> RECORDS PROVIDED
*** Block opens ***
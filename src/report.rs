//! Outcome of a tool run, printed either as a human summary or as JSON.

use std::path::{Path, PathBuf};

use serde::Serialize;

use crate::error::Result;

/// One input that could not be processed during a batch run.
#[derive(Debug, Clone, Serialize, PartialEq)]
pub struct Failure {
    pub path: PathBuf,
    pub error: String,
}

/// Result of a single tool invocation.
#[derive(Debug, Clone, Serialize, Default)]
pub struct Report {
    /// Binary name of the tool that produced this report
    pub tool: String,
    /// One-line human readable status
    pub summary: String,
    /// Files (or directories) created or removed
    pub outputs: Vec<PathBuf>,
    /// Inputs that were skipped because of an error
    pub failures: Vec<Failure>,
    /// Free-form text result (tree listing, converted amount, ...)
    #[serde(skip_serializing_if = "Option::is_none")]
    pub text: Option<String>,
}

impl Report {
    pub fn new(tool: &str) -> Self {
        Self {
            tool: tool.to_string(),
            ..Default::default()
        }
    }

    pub fn with_summary(mut self, summary: impl Into<String>) -> Self {
        self.summary = summary.into();
        self
    }

    pub fn with_text(mut self, text: impl Into<String>) -> Self {
        self.text = Some(text.into());
        self
    }

    pub fn push_output(&mut self, path: impl AsRef<Path>) {
        self.outputs.push(path.as_ref().to_path_buf());
    }

    pub fn push_failure(&mut self, path: impl AsRef<Path>, error: impl ToString) {
        self.failures.push(Failure {
            path: path.as_ref().to_path_buf(),
            error: error.to_string(),
        });
    }

    /// Print the report to stdout.
    pub fn print(&self, json: bool) -> Result<()> {
        if json {
            println!("{}", serde_json::to_string_pretty(self)?);
            return Ok(());
        }

        if let Some(text) = &self.text {
            println!("{}", text);
        }
        for output in &self.outputs {
            println!("  -> {}", output.display());
        }
        for failure in &self.failures {
            println!("  !! {}: {}", failure.path.display(), failure.error);
        }
        if !self.summary.is_empty() {
            println!("{}", self.summary);
        }
        Ok(())
    }
}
*** Block closes ***
> DIRECTIONS
In the lines above, find each one with "summary" and list it.

> COMPLETED TASK
//! Outcome of a tool run, printed either as a human summary or as JSON.
    pub summary: String,
    pub fn with_summary(mut self, summary: impl Into<String>) -> Self {
        self.summary = summary.into();
        if !self.summary.is_empty() {
            println!("{}", self.summary);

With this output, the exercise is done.